Search the records for the string "true" and copy every line in which it appears.

Collected data entries
"""

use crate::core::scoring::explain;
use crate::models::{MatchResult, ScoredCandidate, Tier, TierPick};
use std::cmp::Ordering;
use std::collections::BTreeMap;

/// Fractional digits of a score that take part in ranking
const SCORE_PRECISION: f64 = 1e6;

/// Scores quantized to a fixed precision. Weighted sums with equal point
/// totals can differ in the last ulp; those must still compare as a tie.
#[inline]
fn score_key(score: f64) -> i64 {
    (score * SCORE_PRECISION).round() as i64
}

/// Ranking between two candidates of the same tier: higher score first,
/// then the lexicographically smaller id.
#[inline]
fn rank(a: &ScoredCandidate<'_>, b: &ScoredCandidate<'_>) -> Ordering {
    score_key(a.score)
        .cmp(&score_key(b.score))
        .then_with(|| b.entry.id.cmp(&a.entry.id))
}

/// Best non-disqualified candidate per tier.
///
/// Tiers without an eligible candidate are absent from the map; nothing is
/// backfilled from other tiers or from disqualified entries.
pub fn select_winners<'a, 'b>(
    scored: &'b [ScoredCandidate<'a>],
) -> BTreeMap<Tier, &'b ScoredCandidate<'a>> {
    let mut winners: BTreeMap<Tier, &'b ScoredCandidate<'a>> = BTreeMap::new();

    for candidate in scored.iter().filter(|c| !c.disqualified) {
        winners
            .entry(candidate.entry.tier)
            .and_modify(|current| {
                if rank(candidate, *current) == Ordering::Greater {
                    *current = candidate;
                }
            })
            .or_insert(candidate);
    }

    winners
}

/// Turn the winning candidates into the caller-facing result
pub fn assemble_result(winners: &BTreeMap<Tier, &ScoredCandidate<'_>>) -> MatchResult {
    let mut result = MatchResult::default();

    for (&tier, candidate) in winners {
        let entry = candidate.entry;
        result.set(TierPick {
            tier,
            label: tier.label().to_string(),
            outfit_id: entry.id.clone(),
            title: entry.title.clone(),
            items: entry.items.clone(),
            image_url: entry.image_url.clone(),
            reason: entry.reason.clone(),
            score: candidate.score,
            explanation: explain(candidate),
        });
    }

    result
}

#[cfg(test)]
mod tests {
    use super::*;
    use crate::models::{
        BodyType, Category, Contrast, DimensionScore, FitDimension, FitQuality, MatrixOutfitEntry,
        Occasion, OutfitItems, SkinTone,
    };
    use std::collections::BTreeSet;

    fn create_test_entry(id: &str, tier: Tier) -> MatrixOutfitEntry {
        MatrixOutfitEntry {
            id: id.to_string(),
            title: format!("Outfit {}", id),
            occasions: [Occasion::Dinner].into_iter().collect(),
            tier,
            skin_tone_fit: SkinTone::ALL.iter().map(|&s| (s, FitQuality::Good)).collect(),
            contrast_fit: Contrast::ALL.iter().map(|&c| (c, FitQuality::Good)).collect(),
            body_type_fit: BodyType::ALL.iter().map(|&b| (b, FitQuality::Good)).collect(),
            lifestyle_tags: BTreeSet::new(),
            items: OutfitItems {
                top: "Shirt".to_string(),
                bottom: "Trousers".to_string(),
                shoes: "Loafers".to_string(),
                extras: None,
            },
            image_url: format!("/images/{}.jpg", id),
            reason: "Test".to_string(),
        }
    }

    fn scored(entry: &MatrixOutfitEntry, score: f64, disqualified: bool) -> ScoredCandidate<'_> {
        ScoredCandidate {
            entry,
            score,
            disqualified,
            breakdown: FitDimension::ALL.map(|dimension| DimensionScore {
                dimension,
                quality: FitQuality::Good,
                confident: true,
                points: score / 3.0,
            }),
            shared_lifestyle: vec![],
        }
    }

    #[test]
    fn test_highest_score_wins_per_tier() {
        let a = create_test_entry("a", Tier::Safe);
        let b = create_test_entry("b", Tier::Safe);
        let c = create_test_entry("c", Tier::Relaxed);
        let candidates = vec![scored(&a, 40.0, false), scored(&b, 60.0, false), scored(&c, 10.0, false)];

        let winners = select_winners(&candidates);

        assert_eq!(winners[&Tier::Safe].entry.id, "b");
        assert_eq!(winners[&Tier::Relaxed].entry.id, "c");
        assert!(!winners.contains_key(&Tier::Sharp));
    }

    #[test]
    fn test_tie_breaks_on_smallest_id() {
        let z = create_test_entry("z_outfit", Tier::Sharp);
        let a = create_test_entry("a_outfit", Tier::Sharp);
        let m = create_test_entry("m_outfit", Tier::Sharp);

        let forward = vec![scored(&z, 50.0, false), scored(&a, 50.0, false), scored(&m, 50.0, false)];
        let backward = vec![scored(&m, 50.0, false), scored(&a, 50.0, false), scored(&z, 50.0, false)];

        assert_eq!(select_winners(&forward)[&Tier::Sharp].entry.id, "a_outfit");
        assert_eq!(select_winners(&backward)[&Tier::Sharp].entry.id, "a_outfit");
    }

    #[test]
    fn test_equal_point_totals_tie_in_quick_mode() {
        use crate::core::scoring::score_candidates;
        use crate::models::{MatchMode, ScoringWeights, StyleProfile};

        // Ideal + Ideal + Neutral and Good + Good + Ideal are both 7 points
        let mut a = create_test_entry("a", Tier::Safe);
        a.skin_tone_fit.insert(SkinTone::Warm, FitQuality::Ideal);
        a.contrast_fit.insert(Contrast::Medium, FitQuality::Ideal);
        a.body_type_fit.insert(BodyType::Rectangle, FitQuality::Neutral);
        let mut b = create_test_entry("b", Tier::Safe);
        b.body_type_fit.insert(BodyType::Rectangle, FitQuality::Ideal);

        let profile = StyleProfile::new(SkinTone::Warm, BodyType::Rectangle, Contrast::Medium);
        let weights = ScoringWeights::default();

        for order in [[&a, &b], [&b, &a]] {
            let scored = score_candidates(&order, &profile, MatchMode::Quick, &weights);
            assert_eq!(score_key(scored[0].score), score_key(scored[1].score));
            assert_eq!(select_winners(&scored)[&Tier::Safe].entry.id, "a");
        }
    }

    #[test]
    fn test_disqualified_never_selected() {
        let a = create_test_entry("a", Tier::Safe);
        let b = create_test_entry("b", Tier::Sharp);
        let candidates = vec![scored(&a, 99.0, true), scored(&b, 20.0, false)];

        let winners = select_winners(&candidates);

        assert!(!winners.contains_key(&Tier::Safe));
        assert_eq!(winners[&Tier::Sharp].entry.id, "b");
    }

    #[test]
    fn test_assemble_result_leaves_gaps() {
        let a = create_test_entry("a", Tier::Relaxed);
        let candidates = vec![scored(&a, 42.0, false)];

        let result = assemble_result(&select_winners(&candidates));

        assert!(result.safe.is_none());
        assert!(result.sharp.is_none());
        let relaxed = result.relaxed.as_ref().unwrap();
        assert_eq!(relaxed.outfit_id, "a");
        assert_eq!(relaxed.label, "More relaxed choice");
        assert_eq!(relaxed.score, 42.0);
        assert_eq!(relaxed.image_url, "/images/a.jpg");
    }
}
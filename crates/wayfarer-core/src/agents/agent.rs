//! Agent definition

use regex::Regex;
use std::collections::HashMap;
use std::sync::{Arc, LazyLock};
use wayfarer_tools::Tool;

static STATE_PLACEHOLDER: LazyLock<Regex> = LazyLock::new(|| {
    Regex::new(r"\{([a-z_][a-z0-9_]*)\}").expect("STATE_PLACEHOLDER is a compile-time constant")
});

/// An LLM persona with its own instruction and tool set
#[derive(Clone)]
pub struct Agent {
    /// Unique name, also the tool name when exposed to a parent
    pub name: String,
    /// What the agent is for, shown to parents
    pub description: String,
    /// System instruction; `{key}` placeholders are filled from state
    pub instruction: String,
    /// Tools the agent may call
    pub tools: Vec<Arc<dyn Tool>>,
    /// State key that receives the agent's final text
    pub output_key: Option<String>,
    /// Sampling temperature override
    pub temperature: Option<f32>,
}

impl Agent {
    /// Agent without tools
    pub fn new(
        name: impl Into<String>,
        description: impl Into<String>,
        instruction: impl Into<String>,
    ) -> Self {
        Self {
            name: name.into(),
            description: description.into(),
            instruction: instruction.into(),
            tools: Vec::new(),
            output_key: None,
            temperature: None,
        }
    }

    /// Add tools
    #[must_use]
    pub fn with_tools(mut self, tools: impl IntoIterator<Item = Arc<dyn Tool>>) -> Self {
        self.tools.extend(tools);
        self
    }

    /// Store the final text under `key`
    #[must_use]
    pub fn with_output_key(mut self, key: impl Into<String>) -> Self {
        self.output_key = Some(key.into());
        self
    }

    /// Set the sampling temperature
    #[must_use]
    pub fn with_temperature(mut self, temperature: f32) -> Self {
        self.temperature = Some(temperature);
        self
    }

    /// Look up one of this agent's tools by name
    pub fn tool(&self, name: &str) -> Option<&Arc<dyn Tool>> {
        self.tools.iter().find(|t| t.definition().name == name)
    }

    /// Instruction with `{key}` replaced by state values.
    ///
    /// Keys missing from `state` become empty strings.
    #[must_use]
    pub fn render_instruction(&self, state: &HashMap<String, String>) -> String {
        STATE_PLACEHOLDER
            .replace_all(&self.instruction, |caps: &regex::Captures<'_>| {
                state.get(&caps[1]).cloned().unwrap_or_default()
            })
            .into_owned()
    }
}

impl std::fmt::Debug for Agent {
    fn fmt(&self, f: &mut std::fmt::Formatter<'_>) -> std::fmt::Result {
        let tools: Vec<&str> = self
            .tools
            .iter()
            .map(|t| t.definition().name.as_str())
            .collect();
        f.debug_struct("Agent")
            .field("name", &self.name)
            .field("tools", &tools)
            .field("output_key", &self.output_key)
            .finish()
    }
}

"""

Reply
                confident: true,
        let candidates = vec![scored(&a, 99.0, true), scored(&b, 20.0, false)];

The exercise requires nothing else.